ProfileScan - Search the profiles-entries in PROSITE with your sequence
This uses the pfscan program to search a single sequence against all
profile entries in the current release of PROSITE. The PROSITE
collection of protein sequence motifs contains a large number of
patterns and currently only a few profiles. The particular strength of
profiles is that they can be used to describe very divergent protein
motifs.
PatternFind - search a protein database with a pattern
This takes a user-defined pattern (PROSITE-format or regular expression)
and searches a protein database. It offers several useful output
options.
PRINTS
PRINTS is a compendium of protein fingerprints. A fingerprint is a group of conserved motifs used to
characterise a protein family; its diagnostic power is refined by iterative scanning of OWL. Usually the
motifs do not overlap, but are separated along a sequence, though they may be contiguous in 3D-space.
Fingerprints can encode protein folds and functionalities more flexibly and powerfully than can single
motifs: the database thus provides a useful adjunct to PROSITE.
Pfam
Pfam is a high-quality comprehensive collection of protein domain families.
ProDom
PRODOM is a comprehensive collection of protein families. It was
constructed by clustering all complete protein sequences in Swiss-prot by the
clustering algorithm Domainer (Sonnhammer and Kahn, 1994).

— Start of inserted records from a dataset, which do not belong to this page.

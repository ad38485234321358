//! Durable store using RocksDB
//!
//! # Column Families
//!
//! - `movements` - Movement records (key: movement id)
//! - `by_account` - Account index (key: account || 0x00 || movement id)
//! - `by_customer` - Customer index (key: customer || 0x00 || movement id)
//! - `references` - Reference uniqueness (key: reference, value: movement id)
//! - `sagas` - Transfer sagas (key: transfer id)
//!
//! A movement and its index entries are always written in one `WriteBatch`.

use crate::{
    config::StorageConfig,
    error::{StoreError, StoreResult},
    saga::TransferSaga,
    store::{MovementStore, SagaStore},
    types::{AccountId, CustomerId, Movement},
};
use async_trait::async_trait;
use parking_lot::Mutex;
use rocksdb::{
    ColumnFamily, ColumnFamilyDescriptor, DBCompactionStyle, Direction, IteratorMode, Options,
    WriteBatch, DB,
};
use std::sync::Arc;
use uuid::Uuid;

/// Column family names
const CF_MOVEMENTS: &str = "movements";
const CF_BY_ACCOUNT: &str = "by_account";
const CF_BY_CUSTOMER: &str = "by_customer";
const CF_REFERENCES: &str = "references";
const CF_SAGAS: &str = "sagas";

/// Movement and saga store backed by RocksDB
pub struct RocksStore {
    db: Arc<DB>,

    /// Serializes check-then-write sequences (duplicate id/reference)
    write_lock: Mutex<()>,
}

impl std::fmt::Debug for RocksStore {
    fn fmt(&self, f: &mut std::fmt::Formatter<'_>) -> std::fmt::Result {
        f.debug_struct("RocksStore")
            .field("path", &self.db.path())
            .finish()
    }
}

impl RocksStore {
    /// Open or create database
    pub fn open(config: &StorageConfig) -> StoreResult<Self> {
        let path = &config.data_dir;

        // Create directory if not exists
        std::fs::create_dir_all(path)?;

        // Database options
        let mut db_opts = Options::default();
        db_opts.create_if_missing(true);
        db_opts.create_missing_column_families(true);
        db_opts.set_write_buffer_size(config.write_buffer_size_mb * 1024 * 1024);
        db_opts.set_max_background_jobs(config.max_background_jobs);
        db_opts.set_compaction_style(DBCompactionStyle::Universal);

        if config.enable_statistics {
            db_opts.enable_statistics();
        }

        let cf_descriptors = vec![
            ColumnFamilyDescriptor::new(CF_MOVEMENTS, Self::cf_options_records()),
            ColumnFamilyDescriptor::new(CF_BY_ACCOUNT, Self::cf_options_index()),
            ColumnFamilyDescriptor::new(CF_BY_CUSTOMER, Self::cf_options_index()),
            ColumnFamilyDescriptor::new(CF_REFERENCES, Self::cf_options_index()),
            ColumnFamilyDescriptor::new(CF_SAGAS, Self::cf_options_records()),
        ];

        let db = DB::open_cf_descriptors(&db_opts, path, cf_descriptors)?;

        tracing::info!(path = ?path, "Opened RocksDB movement store");

        Ok(Self {
            db: Arc::new(db),
            write_lock: Mutex::new(()),
        })
    }

    fn cf_options_records() -> Options {
        let mut opts = Options::default();
        opts.set_compression_type(rocksdb::DBCompressionType::Lz4);
        opts
    }

    fn cf_options_index() -> Options {
        let mut opts = Options::default();
        opts.set_compression_type(rocksdb::DBCompressionType::Lz4);
        // Point lookups on references benefit from bloom filters
        let mut block_opts = rocksdb::BlockBasedOptions::default();
        block_opts.set_bloom_filter(10.0, false);
        opts.set_block_based_table_factory(&block_opts);
        opts
    }

    fn cf_handle(&self, name: &str) -> StoreResult<&ColumnFamily> {
        self.db
            .cf_handle(name)
            .ok_or_else(|| StoreError::Backend(format!("Column family {} not found", name)))
    }

    fn index_key(owner: &str, id: Uuid) -> Vec<u8> {
        let mut key = Self::index_prefix(owner);
        key.extend_from_slice(id.as_bytes());
        key
    }

    fn index_prefix(owner: &str) -> Vec<u8> {
        let mut key = owner.as_bytes().to_vec();
        key.push(0);
        key
    }

    fn get_movement(&self, id: Uuid) -> StoreResult<Option<Movement>> {
        let cf = self.cf_handle(CF_MOVEMENTS)?;
        match self.db.get_cf(cf, id.as_bytes())? {
            Some(value) => Ok(Some(bincode::deserialize(&value)?)),
            None => Ok(None),
        }
    }

    fn reference_owner(&self, reference: &str) -> StoreResult<Option<Uuid>> {
        let cf = self.cf_handle(CF_REFERENCES)?;
        match self.db.get_cf(cf, reference.as_bytes())? {
            Some(value) => {
                let bytes: [u8; 16] = value.as_slice().try_into().map_err(|_| {
                    StoreError::Serialization(format!("Bad reference entry for {}", reference))
                })?;
                Ok(Some(Uuid::from_bytes(bytes)))
            }
            None => Ok(None),
        }
    }

    /// Movement ids under an index prefix
    fn scan_index(&self, cf_name: &str, owner: &str) -> StoreResult<Vec<Uuid>> {
        let cf = self.cf_handle(cf_name)?;
        let prefix = Self::index_prefix(owner);

        let mut ids = Vec::new();
        for item in self
            .db
            .iterator_cf(cf, IteratorMode::From(prefix.as_slice(), Direction::Forward))
        {
            let (key, _) = item?;
            if !key.starts_with(&prefix) {
                break;
            }
            let bytes: [u8; 16] = (&key[prefix.len()..]).try_into().map_err(|_| {
                StoreError::Serialization(format!("Bad index key under {}", owner))
            })?;
            ids.push(Uuid::from_bytes(bytes));
        }
        Ok(ids)
    }

    fn load_all(&self, ids: Vec<Uuid>) -> StoreResult<Vec<Movement>> {
        let mut movements = Vec::with_capacity(ids.len());
        for id in ids {
            if let Some(movement) = self.get_movement(id)? {
                movements.push(movement);
            }
        }
        Ok(movements)
    }

    fn put_entries(&self, batch: &mut WriteBatch, movement: &Movement) -> StoreResult<()> {
        batch.put_cf(
            self.cf_handle(CF_MOVEMENTS)?,
            movement.id.as_bytes(),
            bincode::serialize(movement)?,
        );
        batch.put_cf(
            self.cf_handle(CF_BY_ACCOUNT)?,
            Self::index_key(movement.account.as_str(), movement.id),
            b"",
        );
        batch.put_cf(
            self.cf_handle(CF_BY_CUSTOMER)?,
            Self::index_key(movement.customer.as_str(), movement.id),
            b"",
        );
        batch.put_cf(
            self.cf_handle(CF_REFERENCES)?,
            movement.reference.as_bytes(),
            movement.id.as_bytes(),
        );
        Ok(())
    }

    fn delete_entries(&self, batch: &mut WriteBatch, movement: &Movement) -> StoreResult<()> {
        batch.delete_cf(self.cf_handle(CF_MOVEMENTS)?, movement.id.as_bytes());
        batch.delete_cf(
            self.cf_handle(CF_BY_ACCOUNT)?,
            Self::index_key(movement.account.as_str(), movement.id),
        );
        batch.delete_cf(
            self.cf_handle(CF_BY_CUSTOMER)?,
            Self::index_key(movement.customer.as_str(), movement.id),
        );
        batch.delete_cf(self.cf_handle(CF_REFERENCES)?, movement.reference.as_bytes());
        Ok(())
    }
}

#[async_trait]
impl MovementStore for RocksStore {
    async fn append(&self, movement: Movement) -> StoreResult<Movement> {
        let _guard = self.write_lock.lock();

        if self.get_movement(movement.id)?.is_some() {
            return Err(StoreError::DuplicateId(movement.id));
        }
        if self.reference_owner(&movement.reference)?.is_some() {
            return Err(StoreError::DuplicateReference(movement.reference));
        }

        let mut batch = WriteBatch::default();
        self.put_entries(&mut batch, &movement)?;
        self.db.write(batch)?;

        tracing::debug!(
            movement_id = %movement.id,
            account = %movement.account,
            amount = %movement.amount,
            "Movement appended"
        );

        Ok(movement)
    }

    async fn find_all(&self) -> StoreResult<Vec<Movement>> {
        let cf = self.cf_handle(CF_MOVEMENTS)?;
        let mut movements = Vec::new();
        for item in self.db.iterator_cf(cf, IteratorMode::Start) {
            let (_, value) = item?;
            movements.push(bincode::deserialize(&value)?);
        }
        Ok(movements)
    }

    async fn find_by_account(&self, account: &AccountId) -> StoreResult<Vec<Movement>> {
        let ids = self.scan_index(CF_BY_ACCOUNT, account.as_str())?;
        self.load_all(ids)
    }

    async fn find_by_customer(&self, customer: &CustomerId) -> StoreResult<Vec<Movement>> {
        let ids = self.scan_index(CF_BY_CUSTOMER, customer.as_str())?;
        self.load_all(ids)
    }

    async fn find_by_customer_and_account(
        &self,
        customer: &CustomerId,
        account: &AccountId,
    ) -> StoreResult<Vec<Movement>> {
        let ids = self.scan_index(CF_BY_ACCOUNT, account.as_str())?;
        Ok(self
            .load_all(ids)?
            .into_iter()
            .filter(|m| &m.customer == customer)
            .collect())
    }

    async fn find_by_id(&self, id: Uuid) -> StoreResult<Option<Movement>> {
        self.get_movement(id)
    }

    async fn update(&self, id: Uuid, mut movement: Movement) -> StoreResult<Movement> {
        movement.id = id;
        let _guard = self.write_lock.lock();

        let existing = self
            .get_movement(id)?
            .ok_or(StoreError::MovementNotFound(id))?;
        if let Some(owner) = self.reference_owner(&movement.reference)? {
            if owner != id {
                return Err(StoreError::DuplicateReference(movement.reference));
            }
        }

        let mut batch = WriteBatch::default();
        self.delete_entries(&mut batch, &existing)?;
        self.put_entries(&mut batch, &movement)?;
        self.db.write(batch)?;

        Ok(movement)
    }

    async fn delete(&self, id: Uuid) -> StoreResult<()> {
        let _guard = self.write_lock.lock();

        let existing = self
            .get_movement(id)?
            .ok_or(StoreError::MovementNotFound(id))?;

        let mut batch = WriteBatch::default();
        self.delete_entries(&mut batch, &existing)?;
        self.db.write(batch)?;
        Ok(())
    }
}

#[async_trait]
impl SagaStore for RocksStore {
    async fn put_saga(&self, saga: &TransferSaga) -> StoreResult<()> {
        let cf = self.cf_handle(CF_SAGAS)?;
        self.db
            .put_cf(cf, saga.transfer_id.as_bytes(), bincode::serialize(saga)?)?;
        Ok(())
    }

    async fn get_saga(&self, transfer_id: Uuid) -> StoreResult<Option<TransferSaga>> {
        let cf = self.cf_handle(CF_SAGAS)?;
        match self.db.get_cf(cf, transfer_id.as_bytes())? {
            Some(value) => Ok(Some(bincode::deserialize(&value)?)),
            None => Ok(None),
        }
    }

    async fn find_open_sagas(&self) -> StoreResult<Vec<TransferSaga>> {
        let cf = self.cf_handle(CF_SAGAS)?;
        let mut open = Vec::new();
        for item in self.db.iterator_cf(cf, IteratorMode::Start) {
            let (_, value) = item?;
            let saga: TransferSaga = bincode::deserialize(&value)?;
            if saga.state.is_open() {
                open.push(saga);
            }
        }
        Ok(open)
    }
}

The novelty of ProDom is that the
modular arrangement of proteins have been taken into account and whenever
domain boundaries were detected the sequences were cut to produce consistent
families of domains.
Blocks
Blocks is operated by the Fred Hutchinson Cancer Research
Center. An aid to detection and verification of protein
sequence homolgies, Blocks compares a protein or DNA sequence
to a database of protein blocks. Blocks are short multiply
aligned sequences corresponding to the most highly conserved
regions of proteins. The rationale behind searching a
database of blocks is that information from multiply aligned
sequences is present in a concatonated form, reducing
background and increasing sensitivity to distant
relationships.
SBASE
SBASE is a database of annotated protein domains. SBASE is searchable
by subfields, cross-referenced to Swiss-Prot, PROSITE and EMBL, MEDLINE,
MEDLARS, OMIM, PRODOM, PRINTS and BLOCKS.
There is an interface to a Blast mailserver.

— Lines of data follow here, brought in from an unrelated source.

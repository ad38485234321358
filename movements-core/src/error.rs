//! Error types for the movements ledger
//!
//! Two families live here:
//!
//! - [`Error`] is exceptional: store failures, actor failures, and transfer
//!   inconsistencies. It is what `Result` carries.
//! - [`Rejection`] and [`ValidationError`] are expected outcomes. They are
//!   returned inside [`crate::MovementOutcome::Rejected`], never as `Err`.

use crate::types::AccountId;
use rust_decimal::Decimal;
use thiserror::Error;
use uuid::Uuid;

/// Result type for ledger operations
pub type Result<T> = std::result::Result<T, Error>;

/// Result type for store operations
pub type StoreResult<T> = std::result::Result<T, StoreError>;

/// Ledger errors
#[derive(Error, Debug)]
pub enum Error {
    /// Store error (I/O, conflict, missing record)
    #[error("Store error: {0}")]
    Store(#[from] StoreError),

    /// Charge leg committed but the payment leg could not be written
    #[error(
        "Transfer {transfer_id} inconsistent: charge {charge_id} committed, payment leg failed: {reason}"
    )]
    TransferInconsistency {
        /// Saga id shared by both legs
        transfer_id: Uuid,
        /// Id of the committed charge leg
        charge_id: Uuid,
        /// Last store error seen while writing the payment leg
        reason: String,
    },

    /// Illegal saga state transition
    #[error("Saga error: {0}")]
    Saga(String),

    /// Concurrency error (writer mailbox closed, task aborted, etc.)
    #[error("Concurrency error: {0}")]
    Concurrency(String),

    /// Balance arithmetic left the representable range
    #[error("Overflow: {0}")]
    Overflow(String),

    /// Configuration error
    #[error("Configuration error: {0}")]
    Config(String),

    /// IO error
    #[error("IO error: {0}")]
    Io(#[from] std::io::Error),

    /// Generic error
    #[error("{0}")]
    Other(String),
}

impl From<String> for Error {
    fn from(msg: String) -> Self {
        Error::Other(msg)
    }
}

impl From<&str> for Error {
    fn from(msg: &str) -> Self {
        Error::Other(msg.to_string())
    }
}

/// Errors raised by a [`crate::store::MovementStore`] or [`crate::store::SagaStore`]
#[derive(Error, Debug, Clone, PartialEq, Eq)]
pub enum StoreError {
    /// Movement not found
    #[error("Movement not found: {0}")]
    MovementNotFound(Uuid),

    /// A movement with this id is already on record
    #[error("Duplicate movement id: {0}")]
    DuplicateId(Uuid),

    /// A movement with this reference is already on record
    #[error("Duplicate movement reference: {0}")]
    DuplicateReference(String),

    /// Backend failure (RocksDB, network, ...)
    #[error("Backend error: {0}")]
    Backend(String),

    /// Serialization error
    #[error("Serialization error: {0}")]
    Serialization(String),

    /// Backend is temporarily unavailable
    #[error("Store unavailable: {0}")]
    Unavailable(String),
}

#[cfg(feature = "rocksdb")]
impl From<bincode::Error> for StoreError {
    fn from(err: bincode::Error) -> Self {
        StoreError::Serialization(err.to_string())
    }
}

impl From<std::io::Error> for StoreError {
    fn from(err: std::io::Error) -> Self {
        StoreError::Backend(err.to_string())
    }
}

#[cfg(feature = "rocksdb")]
impl From<rocksdb::Error> for StoreError {
    fn from(err: rocksdb::Error) -> Self {
        StoreError::Backend(err.to_string())
    }
}

/// Input defects found by the [`crate::validation::MovementValidator`]
#[derive(Error, Debug, Clone, PartialEq, Eq)]
pub enum ValidationError {
    /// No concept code supplied
    #[error("You must enter the movement concept, e.g. {{ \"concept\": \"DP\" }}")]
    MissingConcept,

    /// Concept code outside DP/RT/TR
    #[error("The concept code ({0}) does not exist!")]
    UnknownConcept(String),

    /// No customer supplied
    #[error("You must enter your identification, e.g. {{ \"customer\": \"78345212\" }}")]
    MissingCustomer,

    /// No account supplied
    #[error("You must enter the charge account, e.g. {{ \"account\": \"78345212-653\" }}")]
    MissingAccount,

    /// Transfer without a destination account
    #[error(
        "You must enter the destination account, e.g. {{ \"transferAccount\": \"78345212-653\" }}"
    )]
    MissingTransferAccount,

    /// Transfer without a beneficiary
    #[error(
        "You must enter the beneficiary identification, e.g. {{ \"transferCustomer\": \"78345212\" }}"
    )]
    MissingTransferCustomer,

    /// Source and destination are the same account
    #[error("The destination account must differ from the charge account ({0})")]
    SameAccountTransfer(AccountId),

    /// No amount supplied
    #[error("You must enter the amount, e.g. {{ \"amount\": \"300.50\" }}")]
    MissingAmount,

    /// Amount is zero
    #[error("You must enter an amount other than zero, e.g. {{ \"amount\": \"300.50\" }}")]
    ZeroAmount,

    /// Amount carries more decimal places than the ledger scale
    #[error("The amount {amount} has more than {scale} decimal places")]
    ExcessPrecision {
        /// Amount as submitted
        amount: Decimal,
        /// Ledger scale
        scale: u32,
    },

    /// Amount magnitude above the configured ceiling
    #[error("The amount {amount} exceeds the maximum allowed ({max})")]
    AmountTooLarge {
        /// Amount as submitted
        amount: Decimal,
        /// Configured ceiling
        max: Decimal,
    },

    /// Movement type code outside CG/AB
    #[error("The movement type code ({0}) does not exist!")]
    UnknownMovementType(String),

    /// Supplied movement type contradicts the concept
    #[error("The movement type ({supplied}) does not match the concept ({concept})")]
    MovementTypeMismatch {
        /// Concept code
        concept: String,
        /// Supplied movement type code
        supplied: String,
    },

    /// Transfers must use the transfer operations
    #[error("Transfers must be submitted through the transfer operations")]
    TransferNotDirect,

    /// Update would break the sign rule
    #[error("The amount {amount} does not agree with the movement type ({movement_type})")]
    SignMismatch {
        /// Amount as submitted
        amount: Decimal,
        /// Movement type code
        movement_type: String,
    },

    /// Update tries to move a record to another account
    #[error("A movement cannot be reassigned from account {from} to {to}")]
    AccountReassignment {
        /// Account on record
        from: AccountId,
        /// Account requested
        to: AccountId,
    },
}

impl ValidationError {
    /// Stable machine-readable code
    pub fn code(&self) -> &'static str {
        match self {
            ValidationError::MissingConcept => "MISSING_CONCEPT",
            ValidationError::UnknownConcept(_) => "UNKNOWN_CONCEPT",
            ValidationError::MissingCustomer => "MISSING_CUSTOMER",
            ValidationError::MissingAccount => "MISSING_ACCOUNT",
            ValidationError::MissingTransferAccount => "MISSING_TRANSFER_ACCOUNT",
            ValidationError::MissingTransferCustomer => "MISSING_TRANSFER_CUSTOMER",
            ValidationError::SameAccountTransfer(_) => "SAME_ACCOUNT_TRANSFER",
            ValidationError::MissingAmount => "MISSING_AMOUNT",
            ValidationError::ZeroAmount => "ZERO_AMOUNT",
            ValidationError::ExcessPrecision { .. } => "EXCESS_PRECISION",
            ValidationError::AmountTooLarge { .. } => "AMOUNT_TOO_LARGE",
            ValidationError::UnknownMovementType(_) => "UNKNOWN_MOVEMENT_TYPE",
            ValidationError::MovementTypeMismatch { .. } => "MOVEMENT_TYPE_MISMATCH",
            ValidationError::TransferNotDirect => "TRANSFER_NOT_DIRECT",
            ValidationError::SignMismatch { .. } => "SIGN_MISMATCH",
            ValidationError::AccountReassignment { .. } => "ACCOUNT_REASSIGNMENT",
        }
    }
}

/// Expected, non-exceptional refusal of a movement request
#[derive(Error, Debug, Clone, PartialEq, Eq)]
pub enum Rejection {
    /// Input defect
    #[error(transparent)]
    Invalid(#[from] ValidationError),

    /// Movement would drive the account negative
    #[error("The movement exceeds the available balance.")]
    InsufficientBalance {
        /// Account that would be overdrawn
        account: AccountId,
        /// Balance before the movement
        balance: Decimal,
        /// Signed amount requested
        requested: Decimal,
    },

    /// Movement would push the balance out of the representable range
    #[error("The movement would take the account balance out of range.")]
    BalanceOverflow {
        /// Account that would overflow
        account: AccountId,
        /// Balance before the movement
        balance: Decimal,
        /// Signed amount requested
        requested: Decimal,
    },
}

impl Rejection {
    /// Stable machine-readable code
    pub fn code(&self) -> &'static str {
        match self {
            Rejection::Invalid(err) => err.code(),
            Rejection::InsufficientBalance { .. } => "INSUFFICIENT_BALANCE",
            Rejection::BalanceOverflow { .. } => "BALANCE_OVERFLOW",
        }
    }

    /// User-facing message
    pub fn message(&self) -> String {
        self.to_string()
    }
}

#[cfg(test)]
mod tests {
    use super::*;

    #[test]
    fn test_rejection_messages() {
        let rejection = Rejection::InsufficientBalance {
            account: AccountId::new("A-1"),
            balance: Decimal::ZERO,
            requested: Decimal::new(-1000, 2),
        };
        assert_eq!(rejection.code(), "INSUFFICIENT_BALANCE");
        assert_eq!(rejection.message(), "The movement exceeds the available balance.");

        let invalid = Rejection::from(ValidationError::UnknownConcept("XX".to_string()));
        assert_eq!(invalid.code(), "UNKNOWN_CONCEPT");
        assert!(invalid.message().contains("(XX)"));
    }

    #[test]
    fn test_store_error_wraps_into_ledger_error() {
        let err: Error = StoreError::Unavailable("down".to_string()).into();
        assert!(err.to_string().contains("Store unavailable"));
    }
}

MOTIF - Search for protein sequence motifs
Search for protein sequence motifs in PROSITE PATTERN, PROSITE PROFILE,
BLOCKS, ProDom, PRINT, User defined profile.

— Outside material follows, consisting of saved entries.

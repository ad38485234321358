//! Stamping of validated movements
//!
//! The factory assigns the id, the human-facing reference, the display
//! date and time, and the `correct` flag. It reads the clock and a random
//! source and nothing else; it never touches the store.

use crate::types::{CustomerId, Movement, NormalizedMovement};
use chrono::{DateTime, FixedOffset, Utc};
use rand::Rng;
use uuid::Uuid;

const DATE_FORMAT: &str = "%d-%m-%Y";
const TIME_FORMAT: &str = "%H:%M:%S";
const REFERENCE_SUFFIX_BOUND: u32 = 999_999;

/// Stamps normalized movements into ledger records
#[derive(Debug, Clone)]
pub struct MovementFactory {
    /// Fixed display timezone
    offset: FixedOffset,
}

impl Default for MovementFactory {
    fn default() -> Self {
        Self::new(-5 * 3600).expect("UTC-05:00 is a valid offset")
    }
}

impl MovementFactory {
    /// Create a factory stamping in the given offset (seconds east of UTC).
    /// Returns `None` if the offset is out of range.
    pub fn new(display_utc_offset_secs: i32) -> Option<Self> {
        FixedOffset::east_opt(display_utc_offset_secs).map(|offset| Self { offset })
    }

    /// Stamp with the current clock and thread-local randomness
    pub fn stamp(&self, normalized: NormalizedMovement) -> Movement {
        self.stamp_at(normalized, Utc::now(), &mut rand::thread_rng())
    }

    /// Stamp with an explicit clock reading and random source
    pub fn stamp_at<R: Rng + ?Sized>(
        &self,
        normalized: NormalizedMovement,
        now: DateTime<Utc>,
        rng: &mut R,
    ) -> Movement {
        let local = now.with_timezone(&self.offset);
        let reference = reference_for(&normalized.customer, rng);

        Movement {
            id: Uuid::now_v7(),
            reference,
            customer: normalized.customer,
            account: normalized.account,
            transfer_customer: normalized.transfer_customer,
            transfer_account: normalized.transfer_account,
            concept: normalized.concept,
            movement_type: normalized.movement_type,
            amount: normalized.amount,
            date: local.format(DATE_FORMAT).to_string(),
            time: local.format(TIME_FORMAT).to_string(),
            observations: normalized.observations,
            correct: true,
            transfer_id: None,
        }
    }

    /// Draw a fresh reference after a collision
    pub fn restamp_reference(&self, movement: &mut Movement) {
        movement.reference = reference_for(&movement.customer, &mut rand::thread_rng());
    }
}

fn reference_for<R: Rng + ?Sized>(customer: &CustomerId, rng: &mut R) -> String {
    let suffix = rng.gen_range(0..REFERENCE_SUFFIX_BOUND);
    format!("{}-{:06}", customer, suffix)
}

#[cfg(test)]
mod tests {
    use super::*;
    use crate::types::{AccountId, Concept, MovementType};
    use chrono::TimeZone;
    use rand::rngs::StdRng;
    use rand::SeedableRng;
    use rust_decimal::Decimal;

    fn deposit() -> NormalizedMovement {
        NormalizedMovement {
            customer: CustomerId::new("78345212"),
            account: AccountId::new("78345212-653"),
            transfer_customer: None,
            transfer_account: None,
            concept: Concept::Deposit,
            movement_type: MovementType::Payment,
            amount: Decimal::new(2000, 2),
            observations: "Deposit of 20.00".to_string(),
        }
    }

    #[test]
    fn test_stamp_fields() {
        let factory = MovementFactory::default();
        let now = Utc.with_ymd_and_hms(2024, 3, 1, 2, 30, 15).unwrap();
        let mut rng = StdRng::seed_from_u64(7);

        let movement = factory.stamp_at(deposit(), now, &mut rng);

        // 02:30 UTC is the previous evening in Bogota
        assert_eq!(movement.date, "29-02-2024");
        assert_eq!(movement.time, "21:30:15");
        assert!(movement.correct);
        assert_eq!(movement.amount, Decimal::new(2000, 2));
        assert_eq!(movement.transfer_id, None);
    }

    #[test]
    fn test_reference_shape() {
        let factory = MovementFactory::default();
        let mut rng = StdRng::seed_from_u64(42);

        for _ in 0..100 {
            let movement = factory.stamp_at(deposit(), Utc::now(), &mut rng);
            let (prefix, suffix) = movement.reference.rsplit_once('-').unwrap();
            assert_eq!(prefix, "78345212");
            assert_eq!(suffix.len(), 6);
            assert!(suffix.chars().all(|c| c.is_ascii_digit()));
        }
    }

    #[test]
    fn test_distinct_ids() {
        let factory = MovementFactory::default();
        let a = factory.stamp(deposit());
        let b = factory.stamp(deposit());
        assert_ne!(a.id, b.id);
    }

    #[test]
    fn test_offset_out_of_range() {
        assert!(MovementFactory::new(90_000).is_none());
        assert!(MovementFactory::new(0).is_some());
    }
}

PSITE - Search for of prosite patterns with statistical estimation
Search for of prosite patterns with statistical estimation.
ProClass
The ProClass database is a non-redundant protein database organized according
to family relationships as defined collectively by ProSite patterns and PIR
superfamilies. The ProClass database can facilitate protein family information
retrieval, unveil domain and family relationships, and classify multi-domained
proteins, by combining global and motif similarities into a single family
organization scheme.
Clusters of Orthologous Groups (COGs)
Clusters of Orthologous Groups (COGs) were delineated by comparing protein sequences encoded in 7
complete genomes, representing 5 major phylogenetic lineages. Each COG consists of individual proteins
or groups of paralogs from at least 3 lineages and thus corresponds to an ancient conserved domain.
MODULES in Proteins
The module pages contain information and research tools on mobile protein domains.
SMART - Simple Modular Architecture Research Tool
This does a search with your protein sequence against a database of domain
profiles and displays a nice diagram of the domains together with low complexity regions, transmembrane regions etc.
You can then optionally do a BLAST search of the regions of your sequence which did not match a known domain.
3Dee - Database of Protein Domain Definitions
This database contains definitions of structural domains for all protein
chains in the Brookhaven Protein Databank (PDB) that have 20 or more
residues and are not theoretical models. The domains have been
clustered on sequence similarity and structural similarity to form
families. The families are stored as a hierarchy.
Updating does not require complete regeneration of the database and is almost completely automated so we expect to be able to complete updates every 1-2 months.